So did some other tests, if I dump this table and restore the dump to table with same schema but different name, then tidb2dw works fine with this new table. What I noticed that Auto increment is not increased in original table, but increased in new table (see screenshots) This tidb was updated from 6.5.0 to 7.5.0. locations random_table

wd0517 commented 9 months ago

I can reproduce Already Exists: Table ****:test_tidb2dw.test\"; Reason: \"duplicate\ error when I manually create a row with duplicate primary key in dumpling file, it's strange.

It would be helpful if you could check for any rows with duplicate primary keys in dumpling files.

So did some other tests, if I dump this table and restore the dump to table with same schema but different name, then tidb2dw works fine with this new table.

How did you dump and restore the table? And please provide the results using the SHOW CREATE TABLE <table_name> statement for both the original and new tables.

wd0517 commented 9 months ago

Remember to clean the GCS storage file or use a new storage path after a failed attempt. I noticed that your GCS file format is test.locations.0000000040000.csv, which is usually due to a dirty storage path, this may be the reason why you got duplicate error.

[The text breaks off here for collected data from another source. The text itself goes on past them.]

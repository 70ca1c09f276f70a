use std::time::Duration;

use async_trait::async_trait;
use reqwest::Client;
use serde::{Deserialize, Serialize};
use serde_json::Value;

use crate::error::{AppError, Result};

const PROVIDER: &str = "library";
const SCHEMA_VERSION: &str = "";

/// A queued mutation as it travels to the account store.
#[derive(Debug, Clone, PartialEq, Serialize, Deserialize)]
pub struct PendingMutation {
    pub id: u64,
    pub name: String,
    pub args: Value,
    pub timestamp: i64,
}

#[derive(Debug, Serialize)]
#[serde(rename_all = "camelCase")]
struct PushRequest<'a> {
    #[serde(rename = "clientID")]
    client_id: &'a str,
    mutations: &'a [PendingMutation],
    push_version: u32,
    schema_version: &'a str,
}

#[derive(Debug, Serialize)]
#[serde(rename_all = "camelCase")]
struct PullRequest<'a> {
    #[serde(rename = "clientID")]
    client_id: &'a str,
    cookie: &'a Value,
    pull_version: u32,
    schema_version: &'a str,
}

#[derive(Debug, Clone, PartialEq, Serialize, Deserialize)]
#[serde(rename_all = "camelCase")]
pub struct PullResponse {
    #[serde(default)]
    pub cookie: Value,
    #[serde(default, rename = "lastMutationID")]
    pub last_mutation_id: u64,
    #[serde(default)]
    pub patch: Vec<PatchOperation>,
}

/// Incremental change to the account namespace returned by a pull.
#[derive(Debug, Clone, PartialEq, Serialize, Deserialize)]
#[serde(tag = "op", rename_all = "lowercase")]
pub enum PatchOperation {
    Put { key: String, value: Value },
    Del { key: String },
    Clear,
}

/// Push/pull endpoints of the account-backed store.
#[async_trait]
pub trait LibraryRemote: Send + Sync {
    async fn push(&self, space_id: &str, client_id: &str, mutations: &[PendingMutation]) -> Result<()>;

    async fn pull(&self, space_id: &str, client_id: &str, cookie: &Value) -> Result<PullResponse>;
}

pub struct LibraryApiClient {
    client: Client,
    api_host: String,
    jwt: String,
}

impl LibraryApiClient {
    pub fn new(api_host: &str, jwt: &str) -> Result<Self> {
        let client = Client::builder()
            .timeout(Duration::from_secs(30))
            .build()?;
        Ok(Self {
            client,
            api_host: api_host.trim_end_matches('/').to_string(),
            jwt: jwt.to_string(),
        })
    }

    async fn post<B: Serialize + ?Sized>(&self, op: &str, space_id: &str, body: &B) -> Result<reqwest::Response> {
        let response = self
            .client
            .post(format!("{}/api/replicache/{}", self.api_host, op))
            .query(&[("spaceID", space_id)])
            .bearer_auth(&self.jwt)
            .json(body)
            .send()
            .await?;

        if !response.status().is_success() {
            let status = response.status();
            let error_text = response.text().await.unwrap_or_default();
            return Err(AppError::remote(
                PROVIDER,
                format!("{} failed with {}: {}", op, status, error_text),
            ));
        }
        Ok(response)
    }
}

#[async_trait]
impl LibraryRemote for LibraryApiClient {
    async fn push(&self, space_id: &str, client_id: &str, mutations: &[PendingMutation]) -> Result<()> {
        let request = PushRequest {
            client_id,
            mutations,
            push_version: 0,
            schema_version: SCHEMA_VERSION,
        };
        self.post("push", space_id, &request).await?;
        Ok(())
    }

    async fn pull(&self, space_id: &str, client_id: &str, cookie: &Value) -> Result<PullResponse> {
        let request = PullRequest {
            client_id,
            cookie,
            pull_version: 0,
            schema_version: SCHEMA_VERSION,
        };
        let response = self.post("pull", space_id, &request).await?;
        Ok(response.json().await?)
    }
}

#[cfg(test)]
mod tests {
    use super::*;
    use serde_json::json;

    #[test]
    fn parses_pull_patch_operations() {
        let response: PullResponse = serde_json::from_value(json!({
            "cookie": 42,
            "lastMutationID": 7,
            "patch": [
                { "op": "clear" },
                { "op": "put", "key": "articles/a", "value": { "id": "a" } },
                { "op": "del", "key": "articles/b" }
            ]
        }))
        .unwrap();

        assert_eq!(response.cookie, json!(42));
        assert_eq!(response.last_mutation_id, 7);
        assert_eq!(
            response.patch,
            vec![
                PatchOperation::Clear,
                PatchOperation::Put {
                    key: "articles/a".into(),
                    value: json!({ "id": "a" })
                },
                PatchOperation::Del {
                    key: "articles/b".into()
                },
            ]
        );
    }

    #[test]
    fn push_body_uses_wire_field_names() {
        let mutations = vec![PendingMutation {
            id: 1,
            name: "putTopic".into(),
            args: json!({ "id": "t1", "name": "Rust" }),
            timestamp: 10,
        }];
        let body = serde_json::to_value(PushRequest {
            client_id: "c1",
            mutations: &mutations,
            push_version: 0,
            schema_version: SCHEMA_VERSION,
        })
        .unwrap();

        assert_eq!(body["clientID"], json!("c1"));
        assert_eq!(body["pushVersion"], json!(0));
        assert_eq!(body["mutations"][0]["name"], json!("putTopic"));
    }
}
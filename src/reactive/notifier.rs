use std::sync::Arc;

use tokio::sync::watch;

/// Store-wide revision counter, bumped once per commit that changed keys.
/// Observers only learn that something changed and re-read what they need.
#[derive(Clone)]
pub struct ChangeNotifier {
    revision: Arc<watch::Sender<u64>>,
}

impl Default for ChangeNotifier {
    fn default() -> Self {
        Self::new()
    }
}

impl ChangeNotifier {
    pub fn new() -> Self {
        let (revision, _) = watch::channel(0);
        Self {
            revision: Arc::new(revision),
        }
    }

    pub fn notify(&self, changed_keys: &[String]) {
        if changed_keys.is_empty() {
            return;
        }
        tracing::debug!(keys = changed_keys.len(), "store changed");
        self.revision.send_modify(|revision| *revision += 1);
    }

    /// Force every observer to re-read, e.g. after the active backend changed.
    pub fn invalidate(&self) {
        self.revision.send_modify(|revision| *revision += 1);
    }

    pub fn revision(&self) -> u64 {
        *self.revision.borrow()
    }

    pub fn changes(&self) -> watch::Receiver<u64> {
        self.revision.subscribe()
    }
}

#[cfg(test)]
mod tests {
    use super::*;

    #[tokio::test]
    async fn only_real_changes_bump_the_revision() {
        let notifier = ChangeNotifier::new();
        let mut changes = notifier.changes();

        notifier.notify(&[]);
        assert_eq!(notifier.revision(), 0);
        assert!(!changes.has_changed().unwrap());

        notifier.notify(&["articles/a".to_string()]);
        changes.changed().await.unwrap();
        assert_eq!(*changes.borrow_and_update(), 1);
    }
}
use serde::{Deserialize, Serialize};
use sha2::{Digest, Sha256};
use url::Url;

/// Reading progress at or above this counts as a completed article.
pub const READING_PROGRESS_FULL: f64 = 0.95;

#[derive(Debug, Clone, PartialEq, Serialize, Deserialize)]
pub struct Article {
    pub id: String,
    pub url: String,
    #[serde(default)]
    pub title: Option<String>,
    #[serde(default, skip_serializing_if = "Option::is_none")]
    pub publication_date: Option<String>,

    /// Unix milliseconds, 0 when unknown.
    #[serde(default)]
    pub time_added: i64,
    #[serde(default, skip_serializing_if = "Option::is_none")]
    pub time_updated: Option<i64>,
    #[serde(default, skip_serializing_if = "Option::is_none")]
    pub time_opened: Option<i64>,

    #[serde(default)]
    pub reading_progress: f64,
    #[serde(default)]
    pub is_favorite: bool,
    #[serde(default)]
    pub is_queued: bool,

    #[serde(default)]
    pub topic_id: Option<String>,

    #[serde(default, skip_serializing_if = "Option::is_none")]
    pub recency_sort_position: Option<f64>,
    #[serde(default, skip_serializing_if = "Option::is_none")]
    pub topic_sort_position: Option<f64>,
    #[serde(default, skip_serializing_if = "Option::is_none")]
    pub favorites_sort_position: Option<f64>,
    #[serde(default, skip_serializing_if = "Option::is_none")]
    pub queue_sort_position: Option<f64>,
    #[serde(default, skip_serializing_if = "Option::is_none")]
    pub domain_sort_position: Option<f64>,

    #[serde(default, skip_serializing_if = "Option::is_none")]
    pub pocket_id: Option<String>,

    /// Filled in by list accessors, never stored.
    #[serde(default, skip_serializing_if = "Option::is_none")]
    pub annotation_count: Option<usize>,
}

impl Article {
    /// A fresh article for `url` whose id is derived from the normalized URL.
    pub fn from_url(url: &str, title: Option<String>, time_added: i64) -> Self {
        Self {
            id: url_hash(url),
            url: url.to_string(),
            title,
            publication_date: None,
            time_added,
            time_updated: None,
            time_opened: None,
            reading_progress: 0.0,
            is_favorite: false,
            is_queued: false,
            topic_id: None,
            recency_sort_position: None,
            topic_sort_position: None,
            favorites_sort_position: None,
            queue_sort_position: None,
            domain_sort_position: None,
            pocket_id: None,
            annotation_count: None,
        }
    }

    pub fn is_completed(&self) -> bool {
        self.reading_progress >= READING_PROGRESS_FULL
    }

    /// Last local modification, used as the upload cursor.
    pub fn modified_at(&self) -> i64 {
        self.time_updated.unwrap_or(self.time_added)
    }

    /// Sort value for a list ordering. Missing or legacy index-style
    /// positions (< 1000) fall back to the time the article was added.
    pub fn sort_position(&self, position: ArticleSortPosition) -> f64 {
        let value = match position {
            ArticleSortPosition::Recency => self.recency_sort_position,
            ArticleSortPosition::Topic => self.topic_sort_position,
            ArticleSortPosition::Favorites => self.favorites_sort_position,
            ArticleSortPosition::Queue => self.queue_sort_position,
            ArticleSortPosition::Domain => self.domain_sort_position,
        };
        match value {
            Some(v) if v >= 1000.0 => v,
            _ => self.time_added as f64,
        }
    }
}

#[derive(Debug, Clone, Copy, PartialEq, Eq, Serialize, Deserialize)]
pub enum ArticleSortPosition {
    #[serde(rename = "recency_sort_position")]
    Recency,
    #[serde(rename = "topic_sort_position")]
    Topic,
    #[serde(rename = "favorites_sort_position")]
    Favorites,
    #[serde(rename = "queue_sort_position")]
    Queue,
    #[serde(rename = "domain_sort_position")]
    Domain,
}

impl ArticleSortPosition {
    pub fn field(self) -> &'static str {
        match self {
            Self::Recency => "recency_sort_position",
            Self::Topic => "topic_sort_position",
            Self::Favorites => "favorites_sort_position",
            Self::Queue => "queue_sort_position",
            Self::Domain => "domain_sort_position",
        }
    }
}

const KEPT_QUERY_PARAMS: [&str; 4] = ["p", "q", "t", "e"];

/// Canonical form of a page URL used to derive article ids.
pub fn normalize_url(url: &str) -> String {
    let lowered = url
        .to_lowercase()
        .replacen("www.", "", 1)
        .replacen(".html", "", 1)
        .replacen(".htm", "", 1);

    let Ok(mut parsed) = Url::parse(&lowered) else {
        return lowered.trim_end_matches('/').to_string();
    };

    let kept: Vec<(String, String)> = parsed
        .query_pairs()
        .filter(|(name, _)| name.contains("id") || KEPT_QUERY_PARAMS.contains(&&**name))
        .map(|(name, value)| (name.into_owned(), value.into_owned()))
        .collect();
    if kept.is_empty() {
        parsed.set_query(None);
    } else {
        parsed.query_pairs_mut().clear().extend_pairs(kept);
    }
    parsed.set_fragment(None);

    let path = parsed.path().trim_end_matches('/').to_string();
    parsed.set_path(&path);

    let mut normalized = parsed.to_string();
    for scheme in ["https://", "http://"] {
        if let Some(rest) = normalized.strip_prefix(scheme) {
            normalized = rest.to_string();
            break;
        }
    }
    normalized.trim_end_matches('/').to_string()
}

/// Host of `url` without a leading `www.`, used to group articles by site.
pub fn domain_of(url: &str) -> Option<String> {
    let parsed = Url::parse(url).ok()?;
    let host = parsed.host_str()?;
    Some(host.strip_prefix("www.").unwrap_or(host).to_string())
}

/// Content-derived article id: hex SHA-256 of the normalized URL.
pub fn url_hash(url: &str) -> String {
    let digest = Sha256::digest(normalize_url(url).as_bytes());
    digest.iter().map(|b| format!("{b:02x}")).collect()
}
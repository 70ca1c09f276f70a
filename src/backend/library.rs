use std::sync::Arc;

use serde_json::Value;
use tokio::sync::RwLock;

use crate::db::KvStore;
use crate::error::{AppError, Result};
use crate::reactive::{ChangeNotifier, PrefixWatch, Subscription};
use crate::services::LibraryRemote;
use crate::store::{Clock, Mutation, Query, ScanOptions};

use super::migrate::{drain, run_hooks};
use super::{AccountBackend, Backend, LocalBackend, Message, MigrationHooks, MigrationReport};

/// Which backend serves requests. While migrating, the local backend keeps
/// answering so callers are never blocked.
#[derive(Clone)]
pub enum BackendState {
    Local,
    Migrating(Arc<AccountBackend>),
    Account(Arc<AccountBackend>),
}

impl BackendState {
    pub fn name(&self) -> &'static str {
        match self {
            Self::Local => "local",
            Self::Migrating(_) => "migrating",
            Self::Account(_) => "account",
        }
    }
}

/// Session context: the store, the active backend and change propagation.
/// Everything that reads or writes library data goes through one of these.
pub struct Library {
    store: KvStore,
    clock: Arc<dyn Clock>,
    notifier: ChangeNotifier,
    local: Arc<LocalBackend>,
    state: RwLock<BackendState>,
}

impl Library {
    pub fn new(store: KvStore, clock: Arc<dyn Clock>) -> Self {
        let notifier = ChangeNotifier::new();
        let local = Arc::new(LocalBackend::new(store.clone(), clock.clone(), notifier.clone()));
        Self {
            store,
            clock,
            notifier,
            local,
            state: RwLock::new(BackendState::Local),
        }
    }

    pub fn store(&self) -> &KvStore {
        &self.store
    }

    pub fn clock(&self) -> Arc<dyn Clock> {
        self.clock.clone()
    }

    pub fn now_ms(&self) -> i64 {
        self.clock.now_ms()
    }

    pub fn notifier(&self) -> &ChangeNotifier {
        &self.notifier
    }

    pub async fn state(&self) -> BackendState {
        self.state.read().await.clone()
    }

    pub async fn active(&self) -> Arc<dyn Backend> {
        self.route(&*self.state.read().await)
    }

    fn route(&self, state: &BackendState) -> Arc<dyn Backend> {
        match state {
            BackendState::Local | BackendState::Migrating(_) => self.local.clone(),
            BackendState::Account(account) => account.clone(),
        }
    }

    /// Switch to the account of `user_id`, moving local data into it first.
    /// Signing in again as the current user is a no-op. On failure the
    /// library stays local and the sign-in can simply be retried.
    pub async fn sign_in(
        &self,
        user_id: &str,
        remote: Arc<dyn LibraryRemote>,
        hooks: &dyn MigrationHooks,
    ) -> Result<MigrationReport> {
        let account = {
            let mut state = self.state.write().await;
            match &*state {
                BackendState::Account(current) | BackendState::Migrating(current)
                    if current.user_id() == user_id =>
                {
                    return Ok(MigrationReport { migrated: 0 });
                }
                _ => {}
            }
            let account = Arc::new(AccountBackend::new(
                self.store.clone(),
                user_id,
                self.clock.clone(),
                self.notifier.clone(),
                remote,
            ));
            *state = BackendState::Migrating(account.clone());
            account
        };

        // Writers keep landing on local during the first drain. The final one
        // runs under the state lock, which waits out in-flight mutations.
        let result: Result<MigrationReport> = async {
            let mut moved = drain(self.local.as_ref(), account.as_ref()).await?;
            let mut state = self.state.write().await;
            moved.extend(drain(self.local.as_ref(), account.as_ref()).await?);
            let remaining = self.local.scan_all().await?.len();
            if remaining > 0 {
                return Err(AppError::MigrationPartial {
                    migrated: moved.len(),
                    remaining,
                });
            }
            *state = BackendState::Account(account.clone());
            Ok(MigrationReport { migrated: moved.len() })
        }
        .await;

        match result {
            Ok(report) => {
                self.notifier.invalidate();
                if report.migrated > 0 {
                    run_hooks(hooks, user_id).await;
                }
                tracing::info!(event = "signed_in", user = user_id, migrated = report.migrated);
                Ok(report)
            }
            Err(e) => {
                *self.state.write().await = BackendState::Local;
                tracing::error!("Migration into account {} failed: {}", user_id, e);
                Err(e)
            }
        }
    }

    /// Route back to the local backend. Account data stays on disk.
    pub async fn sign_out(&self) {
        *self.state.write().await = BackendState::Local;
        self.notifier.invalidate();
        tracing::info!(event = "signed_out");
    }

    pub async fn handle(&self, message: Message) -> Result<Value> {
        tracing::debug!(kind = message.kind(), method = message.method(), "handling message");
        match message {
            Message::Query(query) => self.query(&query).await,
            Message::Mutate(mutation) => self.mutate(mutation).await,
            Message::Pull => {
                self.pull().await?;
                Ok(Value::Null)
            }
        }
    }

    pub async fn query(&self, query: &Query) -> Result<Value> {
        self.active().await.query(query).await
    }

    /// The routing guard is held until the write lands, so a sign-in never
    /// flips backends under an in-flight mutation.
    pub async fn mutate(&self, mutation: Mutation) -> Result<Value> {
        let state = self.state.read().await;
        self.route(&state).mutate(mutation).await
    }

    pub async fn pull(&self) -> Result<()> {
        self.active().await.pull().await
    }

    pub async fn scan(&self, options: &ScanOptions) -> Result<Vec<(String, Value)>> {
        let backend = self.active().await;
        let tx = backend.read();
        crate::store::ReadTx::scan(&tx, options).await
    }

    /// Live query result, re-evaluated against whichever backend is active.
    pub fn subscribe(self: &Arc<Self>, query: Query) -> Subscription {
        let library = Arc::downgrade(self);
        Subscription::spawn(&self.notifier, move || {
            let library = library.clone();
            let query = query.clone();
            async move {
                match library.upgrade() {
                    Some(library) => library.query(&query).await,
                    None => Ok(Value::Null),
                }
            }
        })
    }

    pub fn watch_prefix(self: &Arc<Self>, prefix: &str) -> PrefixWatch {
        let library = Arc::downgrade(self);
        let options = ScanOptions::prefix(prefix);
        PrefixWatch::spawn(&self.notifier, prefix, move || {
            let library = library.clone();
            let options = options.clone();
            async move {
                match library.upgrade() {
                    Some(library) => library.scan(&options).await,
                    None => Ok(Vec::new()),
                }
            }
        })
    }
}

#[cfg(test)]
mod tests {
    use async_trait::async_trait;
    use parking_lot::Mutex;
    use serde_json::json;

    use super::*;
    use crate::backend::LoggingHooks;
    use crate::services::{PendingMutation, PullResponse};
    use crate::store::ManualClock;

    #[derive(Default)]
    struct MockRemote {
        pushed: Mutex<Vec<PendingMutation>>,
    }

    #[async_trait]
    impl LibraryRemote for MockRemote {
        async fn push(&self, _space_id: &str, _client_id: &str, mutations: &[PendingMutation]) -> Result<()> {
            self.pushed.lock().extend_from_slice(mutations);
            Ok(())
        }

        async fn pull(&self, _space_id: &str, _client_id: &str, _cookie: &Value) -> Result<PullResponse> {
            Ok(PullResponse {
                cookie: json!(1),
                last_mutation_id: 0,
                patch: Vec::new(),
            })
        }
    }

    async fn library() -> Arc<Library> {
        let store = KvStore::open_in_memory().await.unwrap();
        Arc::new(Library::new(store, Arc::new(ManualClock::new(1_000))))
    }

    fn put_topic(id: &str) -> Message {
        Message::parse("mutate", "putTopic", json!({ "id": id, "name": id })).unwrap()
    }

    #[tokio::test]
    async fn sign_in_moves_routing_and_data_to_the_account() {
        let library = library().await;
        library.handle(put_topic("t1")).await.unwrap();
        assert_eq!(library.active().await.namespace(), "local");

        let remote = Arc::new(MockRemote::default());
        let report = library.sign_in("u1", remote.clone(), &LoggingHooks).await.unwrap();
        assert_eq!(report.migrated, 1);
        assert_eq!(library.active().await.namespace(), "account/u1");

        let topics = library.query(&Query::ListTopics).await.unwrap();
        assert_eq!(topics[0]["id"], json!("t1"));

        // Signing in twice does not migrate again.
        let again = library.sign_in("u1", remote.clone(), &LoggingHooks).await.unwrap();
        assert_eq!(again.migrated, 0);

        library.handle(Message::Pull).await.unwrap();
        assert_eq!(remote.pushed.lock()[0].name, "importEntries");

        library.sign_out().await;
        assert_eq!(library.state().await.name(), "local");
        assert_eq!(library.query(&Query::ListTopics).await.unwrap(), json!([]));
    }

    #[tokio::test]
    async fn writes_racing_a_sign_in_end_up_in_the_account() {
        let library = library().await;
        library.handle(put_topic("t0")).await.unwrap();

        let writers: Vec<_> = (1..=20)
            .map(|i| {
                let library = library.clone();
                tokio::spawn(async move { library.handle(put_topic(&format!("t{i}"))).await })
            })
            .collect();
        library
            .sign_in("u1", Arc::new(MockRemote::default()), &LoggingHooks)
            .await
            .unwrap();
        for writer in writers {
            writer.await.unwrap().unwrap();
        }

        assert_eq!(library.store().count("local").await.unwrap(), 0);
        let topics = library.query(&Query::ListTopics).await.unwrap();
        assert_eq!(topics.as_array().unwrap().len(), 21);
    }

    #[tokio::test]
    async fn pull_is_a_no_op_while_local() {
        let library = library().await;
        assert_eq!(library.handle(Message::Pull).await.unwrap(), Value::Null);
    }

    #[tokio::test]
    async fn subscriptions_skip_unchanged_results() {
        let library = library().await;
        let mut subscription = library.subscribe(Query::GetArticlesCount);
        assert_eq!(subscription.next().await, Some(json!(0)));

        let article = json!({ "id": "art1", "url": "https://example.com", "time_added": 1 });
        library
            .handle(Message::parse("mutate", "putArticleIfNotExists", article).unwrap())
            .await
            .unwrap();
        assert_eq!(subscription.next().await, Some(json!(1)));

        library.handle(put_topic("t1")).await.unwrap();
        tokio::time::sleep(std::time::Duration::from_millis(50)).await;
        assert!(subscription.try_next().is_none());
    }
}
use std::future::Future;

use serde_json::Value;
use tokio::sync::mpsc;
use tokio::task::JoinHandle;

use crate::error::Result;

use super::ChangeNotifier;

const BUFFER: usize = 16;

/// Live result of one query. Delivers the first result right away, then a
/// new result after every store change that actually alters it.
///
/// Dropping the subscription stops its evaluation task.
pub struct Subscription {
    results: mpsc::Receiver<Value>,
    task: JoinHandle<()>,
}

impl Subscription {
    pub fn spawn<F, Fut>(notifier: &ChangeNotifier, evaluate: F) -> Self
    where
        F: Fn() -> Fut + Send + 'static,
        Fut: Future<Output = Result<Value>> + Send + 'static,
    {
        let (tx, results) = mpsc::channel(BUFFER);
        let mut changes = notifier.changes();

        let task = tokio::spawn(async move {
            let mut last: Option<Value> = None;
            loop {
                changes.borrow_and_update();
                match evaluate().await {
                    Ok(result) if last.as_ref() != Some(&result) => {
                        if tx.send(result.clone()).await.is_err() {
                            break;
                        }
                        last = Some(result);
                    }
                    Ok(_) => {}
                    Err(e) => tracing::warn!("Subscription query failed: {}", e),
                }

                tokio::select! {
                    _ = tx.closed() => break,
                    changed = changes.changed() => {
                        if changed.is_err() {
                            break;
                        }
                    }
                }
            }
        });

        Self { results, task }
    }

    /// Next distinct result, or `None` once the store is gone.
    pub async fn next(&mut self) -> Option<Value> {
        self.results.recv().await
    }

    pub fn try_next(&mut self) -> Option<Value> {
        self.results.try_recv().ok()
    }
}

impl Drop for Subscription {
    fn drop(&mut self) {
        self.task.abort();
    }
}
pub const SCHEMA: &str = r#"
-- every backend namespace shares one key/value table
CREATE TABLE IF NOT EXISTS kv (
    namespace TEXT NOT NULL,
    key TEXT NOT NULL,
    value TEXT NOT NULL,
    updated_at TEXT NOT NULL DEFAULT (datetime('now')),
    PRIMARY KEY (namespace, key)
) WITHOUT ROWID;
"#;

pub const PRAGMAS: &str = r#"
PRAGMA journal_mode = WAL;
PRAGMA synchronous = NORMAL;
"#;
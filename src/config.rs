use serde::{Deserialize, Serialize};
use std::path::PathBuf;

use crate::error::{AppError, Result};

const APP_DIR: &str = "annotated-reader";

#[derive(Debug, Clone, Serialize, Deserialize)]
pub struct Config {
    #[serde(default = "default_db_path")]
    pub db_path: String,

    #[serde(default = "default_socket_path")]
    pub socket_path: String,

    #[serde(default)]
    pub account: AccountConfig,

    #[serde(default)]
    pub sync: SyncConfig,
}

/// Signed-in identity. Absent `user_id` keeps the library on the local backend.
#[derive(Debug, Clone, Serialize, Deserialize)]
pub struct AccountConfig {
    pub user_id: Option<String>,
    pub jwt: Option<String>,

    #[serde(default = "default_api_host")]
    pub api_host: String,
}

#[derive(Debug, Clone, Serialize, Deserialize)]
pub struct SyncConfig {
    #[serde(default = "default_sync_interval")]
    pub interval_minutes: u32,

    #[serde(default = "default_upload_debounce")]
    pub upload_debounce_secs: u64,

    #[serde(default = "default_download_cap")]
    pub download_cap: usize,

    #[serde(default = "default_hypothesis_api_url")]
    pub hypothesis_api_url: String,

    #[serde(default = "default_pocket_proxy_url")]
    pub pocket_proxy_url: String,
}

fn data_dir() -> PathBuf {
    let data_dir = dirs::data_dir()
        .unwrap_or_else(|| PathBuf::from("."))
        .join(APP_DIR);
    std::fs::create_dir_all(&data_dir).ok();
    data_dir
}

fn default_db_path() -> String {
    data_dir().join("library.db").to_string_lossy().to_string()
}

fn default_socket_path() -> String {
    data_dir().join("library.sock").to_string_lossy().to_string()
}

fn default_api_host() -> String {
    "https://library.lindylearn.io".to_string()
}

fn default_sync_interval() -> u32 {
    30
}

fn default_upload_debounce() -> u64 {
    10
}

fn default_download_cap() -> usize {
    10_000
}

fn default_hypothesis_api_url() -> String {
    "https://api.hypothes.is/api".to_string()
}

fn default_pocket_proxy_url() -> String {
    "https://library.lindylearn.io".to_string()
}

impl Default for AccountConfig {
    fn default() -> Self {
        Self {
            user_id: None,
            jwt: None,
            api_host: default_api_host(),
        }
    }
}

impl Default for SyncConfig {
    fn default() -> Self {
        Self {
            interval_minutes: default_sync_interval(),
            upload_debounce_secs: default_upload_debounce(),
            download_cap: default_download_cap(),
            hypothesis_api_url: default_hypothesis_api_url(),
            pocket_proxy_url: default_pocket_proxy_url(),
        }
    }
}

impl Default for Config {
    fn default() -> Self {
        Self {
            db_path: default_db_path(),
            socket_path: default_socket_path(),
            account: AccountConfig::default(),
            sync: SyncConfig::default(),
        }
    }
}

impl Config {
    pub fn load() -> Result<Self> {
        let config_path = Self::config_path();

        if config_path.exists() {
            let content = std::fs::read_to_string(&config_path)?;
            let config: Config = toml::from_str(&content)?;
            Ok(config)
        } else {
            let config = Config::default();
            config.save()?;
            Ok(config)
        }
    }

    pub fn save(&self) -> Result<()> {
        let config_path = Self::config_path();
        if let Some(parent) = config_path.parent() {
            std::fs::create_dir_all(parent)?;
        }
        let content = toml::to_string_pretty(self)
            .map_err(|e| AppError::Config(e.to_string()))?;
        std::fs::write(config_path, content)?;
        Ok(())
    }

    pub fn config_path() -> PathBuf {
        dirs::config_dir()
            .unwrap_or_else(|| PathBuf::from("."))
            .join(APP_DIR)
            .join("config.toml")
    }

    /// Identity and token, only when both are configured.
    pub fn signed_in_user(&self) -> Option<(String, String)> {
        match (&self.account.user_id, &self.account.jwt) {
            (Some(user), Some(jwt)) if !user.is_empty() => Some((user.clone(), jwt.clone())),
            _ => None,
        }
    }
}
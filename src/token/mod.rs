//! Tokenization turns source text into the ordered, replayable stream of [`Token`]s consumed by the grammar
//! engine.

mod token_types;
mod tokenize;

#[cfg(test)]
mod tests;

pub use token_types::{Span, Token, TokenKind};
pub use tokenize::tokenize;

eugen-korentsov commented 9 months ago

How did you dump and restore the table

mysqldump database table > table.sql mysql database < table.sql

Show create table locations: locations "CREATE TABLE locations ( id int(11) unsigned NOT NULL AUTO_INCREMENT, parent_id int(11) unsigned NOT NULL DEFAULT '0', country_code varchar(2) DEFAULT NULL, osm_id bigint(20) unsigned DEFAULT NULL, osm_type varchar(8) DEFAULT NULL, type varchar(16) DEFAULT NULL, level tinyint(3) unsigned NOT NULL DEFAULT '0', administrative_level varchar(32) DEFAULT NULL, matching_level tinyint(3) unsigned NOT NULL DEFAULT '3', official tinyint(3) unsigned NOT NULL DEFAULT '1', name_en varchar(100) DEFAULT NULL, name_es varchar(100) DEFAULT NULL, name_de varchar(100) DEFAULT NULL, name_pt varchar(100) DEFAULT NULL, url_en varchar(100) DEFAULT NULL, url_es varchar(100) DEFAULT NULL, url_de varchar(100) DEFAULT NULL, url_pt varchar(100) DEFAULT NULL, secondary_ids varchar(1024) DEFAULT NULL, wp_page_id int(11) DEFAULT NULL, queue_id int(10) unsigned DEFAULT NULL, total_chunks int(11) DEFAULT NULL, processed_chunks int(11) DEFAULT NULL, progress tinyint(4) DEFAULT NULL, estate_update_queue_id int(10) unsigned DEFAULT NULL, estate_total_chunks int(10) unsigned DEFAULT NULL, estate_processed_chunks int(10) unsigned DEFAULT NULL, in_analytics tinyint(3) unsigned NOT NULL DEFAULT '0', latitude float DEFAULT NULL, longitude float DEFAULT NULL, geo_json longtext DEFAULT NULL, available_for_registration tinyint(1) NOT NULL DEFAULT '0', label varchar(255) DEFAULT 'base', zipcode varchar(50) DEFAULT NULL, PRIMARY KEY (id) /T![clustered_index] CLUSTERED /, KEY name (name_en), KEY parent_id (parent_id), KEY country_code (country_code) ) ENGINE=InnoDB DEFAULT CHARSET=utf8 COLLATE=utf8_bin AUTO_INCREMENT=4957988"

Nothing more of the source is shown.